___ Listed entries

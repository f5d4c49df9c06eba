use anyhow::{Context, Result};
use clap::{ArgAction, Parser};
use std::fs;
use std::path::PathBuf;
use std::sync::Arc;
use std::time::Duration;

use crate::cache::CacheStore;
use crate::config::{DEFAULT_CACHE_DIR, DEFAULT_URL, DownloadConfig};
use crate::fetch::{DEFAULT_ATTEMPTS, Fetcher, HttpSource, RetryPolicy};
use crate::presets::{DEFAULT_PRESETS_FILE, Presets};
use crate::progress::{ConsoleReporter, Verbosity};
use crate::scheduler::{DEFAULT_CONCURRENCY, Job, Scheduler};

const NOTICE: &str = "Map tiles are subject to the tile provider's terms of use. \
    Do not mass-download or redistribute them without permission.";

#[derive(Parser, Debug)]
pub struct Args {
    /// Country code to fetch at regional zoom levels (e.g. SG, US)
    #[arg(long)]
    pub country: Option<String>,

    /// Minimum zoom level
    #[arg(long = "min-zoom", alias = "minzoom", default_value_t = 0)]
    pub min_zoom: u8,

    /// Maximum zoom level
    #[arg(long = "max-zoom", alias = "maxzoom", default_value_t = 15)]
    pub max_zoom: u8,

    /// Number of parallel downloads
    #[arg(short = 't', long, default_value_t = DEFAULT_CONCURRENCY)]
    pub threads: usize,

    /// Tile server URL template with {x}, {y} and {z} placeholders
    #[arg(long, default_value = DEFAULT_URL)]
    pub url: String,

    /// Cache directory
    #[arg(long = "cache-dir", default_value = DEFAULT_CACHE_DIR)]
    pub cache_dir: PathBuf,

    /// JSON file mapping country codes to bounding boxes
    #[arg(long, default_value = DEFAULT_PRESETS_FILE)]
    pub presets: PathBuf,

    /// Re-fetch cached tiles older than this many hours (default: never)
    #[arg(long = "max-age-hours")]
    pub max_age_hours: Option<u64>,

    /// Attempts per tile
    #[arg(long, default_value_t = DEFAULT_ATTEMPTS)]
    pub attempts: u32,

    /// Pause before the first attempt; doubles on every retry
    #[arg(long = "initial-delay-ms", default_value_t = 1000)]
    pub initial_delay_ms: u64,

    /// Dry run: print the tile ranges without fetching
    #[arg(long, action = ArgAction::SetTrue)]
    pub dry_run: bool,
}

impl Args {
    pub fn to_config(&self) -> DownloadConfig {
        DownloadConfig {
            cache_dir: self.cache_dir.clone(),
            url_template: self.url.clone(),
            concurrency: self.threads,
            max_age: self
                .max_age_hours
                .map(|hours| Duration::from_secs(hours.saturating_mul(3600))),
            retry: RetryPolicy {
                attempts: self.attempts,
                initial_delay: Duration::from_millis(self.initial_delay_ms),
                ..RetryPolicy::default()
            },
            min_zoom: self.min_zoom,
            max_zoom: self.max_zoom,
            country: self.country.clone(),
            ..DownloadConfig::default()
        }
    }
}

fn print_plan(job: &Job) {
    let name = job.label.as_deref().unwrap_or("world");
    println!("Job: {} ({})", name, job.bbox);
    for rect in job.rectangles() {
        println!(
            "  z{}: x {}..={}, y {}..={} ({} tiles)",
            rect.zoom,
            rect.x_min,
            rect.x_max,
            rect.y_min,
            rect.y_max,
            rect.area()
        );
    }
    println!("  Tile total: {}", job.tile_count());
}

pub async fn run_download(args: Args, verbosity: Verbosity) -> Result<()> {
    let config = args.to_config();
    config.validate().context("Invalid download settings")?;

    println!("{NOTICE}");

    let presets = Presets::load_or_builtin(&args.presets);
    let plan = config.jobs(&presets);
    for err in &plan.errors {
        eprintln!("Error: {err}");
    }

    if args.dry_run {
        for job in &plan.jobs {
            print_plan(job);
        }
        return Ok(());
    }

    fs::create_dir_all(&config.cache_dir)
        .with_context(|| format!("Failed to create cache directory {:?}", config.cache_dir))?;

    let source = Arc::new(HttpSource::new().context("Failed to build HTTP client")?);
    let scheduler = Scheduler::new(Fetcher::new(
        source,
        CacheStore::new(&config.cache_dir),
        config.retry,
    ));

    for job in &plan.jobs {
        let (lo, hi) = (job.zooms.start(), job.zooms.end());
        match &job.label {
            Some(label) => println!("\nDownloading {label} tiles (zoom {lo}-{hi})..."),
            None => println!("Downloading world tiles (zoom {lo}-{hi})..."),
        }

        let reporter = Arc::new(ConsoleReporter::new(job.tile_count(), verbosity));
        scheduler.run(job, reporter).await;
    }

    Ok(())
}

______

**Problem statement:** What is needed is an exact transcription of every record above.

**Response area:**
repository f5d4c49df9c06eba
use anyhow::{Context, Result};
use clap::{ArgAction, Parser};
use std::fs;
use std::path::PathBuf;
use std::sync::Arc;
use std::time::Duration;

use crate::cache::CacheStore;
use crate::config::{DEFAULT_CACHE_DIR, DEFAULT_URL, DownloadConfig};
use crate::fetch::{DEFAULT_ATTEMPTS, Fetcher, HttpSource, RetryPolicy};
use crate::presets::{DEFAULT_PRESETS_FILE, Presets};
use crate::progress::{ConsoleReporter, Verbosity};
use crate::scheduler::{DEFAULT_CONCURRENCY, Job, Scheduler};

const NOTICE: &str = "Map tiles are subject to the tile provider's terms of use. \
    Do not mass-download or redistribute them without permission.";

#[derive(Parser, Debug)]
pub struct Args {
    /// Country code to fetch at regional zoom levels (e.g. SG, US)
    #[arg(long)]
    pub country: Option<String>,

    /// Minimum zoom level
    #[arg(long = "min-zoom", alias = "minzoom", default_value_t = 0)]
    pub min_zoom: u8,

    /// Maximum zoom level
    #[arg(long = "max-zoom", alias = "maxzoom", default_value_t = 15)]
    pub max_zoom: u8,

    /// Number of parallel downloads
    #[arg(short = 't', long, default_value_t = DEFAULT_CONCURRENCY)]
    pub threads: usize,

    /// Tile server URL template with {x}, {y} and {z} placeholders
    #[arg(long, default_value = DEFAULT_URL)]
    pub url: String,

    /// Cache directory
    #[arg(long = "cache-dir", default_value = DEFAULT_CACHE_DIR)]
    pub cache_dir: PathBuf,

    /// JSON file mapping country codes to bounding boxes
    #[arg(long, default_value = DEFAULT_PRESETS_FILE)]
    pub presets: PathBuf,

    /// Re-fetch cached tiles older than this many hours (default: never)
    #[arg(long = "max-age-hours")]
    pub max_age_hours: Option<u64>,

    /// Attempts per tile
    #[arg(long, default_value_t = DEFAULT_ATTEMPTS)]
    pub attempts: u32,

    /// Pause before the first attempt; doubles on every retry
    #[arg(long = "initial-delay-ms", default_value_t = 1000)]
    pub initial_delay_ms: u64,

    /// Dry run: print the tile ranges without fetching
    #[arg(long, action = ArgAction::SetTrue)]
    pub dry_run: bool,
}

impl Args {
    pub fn to_config(&self) -> DownloadConfig {
        DownloadConfig {
            cache_dir: self.cache_dir.clone(),
            url_template: self.url.clone(),
            concurrency: self.threads,
            max_age: self
                .max_age_hours
                .map(|hours| Duration::from_secs(hours.saturating_mul(3600))),
            retry: RetryPolicy {
                attempts: self.attempts,
                initial_delay: Duration::from_millis(self.initial_delay_ms),
                ..RetryPolicy::default()
            },
            min_zoom: self.min_zoom,
            max_zoom: self.max_zoom,
            country: self.country.clone(),
            ..DownloadConfig::default()
        }
    }
}

fn print_plan(job: &Job) {
    let name = job.label.as_deref().unwrap_or("world");
    println!("Job: {} ({})", name, job.bbox);
    for rect in job.rectangles() {
        println!(
            "  z{}: x {}..={}, y {}..={} ({} tiles)",
            rect.zoom,
            rect.x_min,
            rect.x_max,
            rect.y_min,
            rect.y_max,
            rect.area()
        );
    }
    println!("  Tile total: {}", job.tile_count());
}

pub async fn run_download(args: Args, verbosity: Verbosity) -> Result<()> {
    let config = args.to_config();
    config.validate().context("Invalid download settings")?;

    println!("{NOTICE}");

    let presets = Presets::load_or_builtin(&args.presets);
    let plan = config.jobs(&presets);
    for err in &plan.errors {
        eprintln!("Error: {err}");
    }

    if args.dry_run {
        for job in &plan.jobs {
            print_plan(job);
        }
        return Ok(());
    }

    fs::create_dir_all(&config.cache_dir)
        .with_context(|| format!("Failed to create cache directory {:?}", config.cache_dir))?;

    let source = Arc::new(HttpSource::new().context("Failed to build HTTP client")?);
    let scheduler = Scheduler::new(Fetcher::new(
        source,
        CacheStore::new(&config.cache_dir),
        config.retry,
    ));

    for job in &plan.jobs {
        let (lo, hi) = (job.zooms.start(), job.zooms.end());
        match &job.label {
            Some(label) => println!("\nDownloading {label} tiles (zoom {lo}-{hi})..."),
            None => println!("Downloading world tiles (zoom {lo}-{hi})..."),
        }

        let reporter = Arc::new(ConsoleReporter::new(job.tile_count(), verbosity));
        scheduler.run(job, reporter).await;
    }

    Ok(())
}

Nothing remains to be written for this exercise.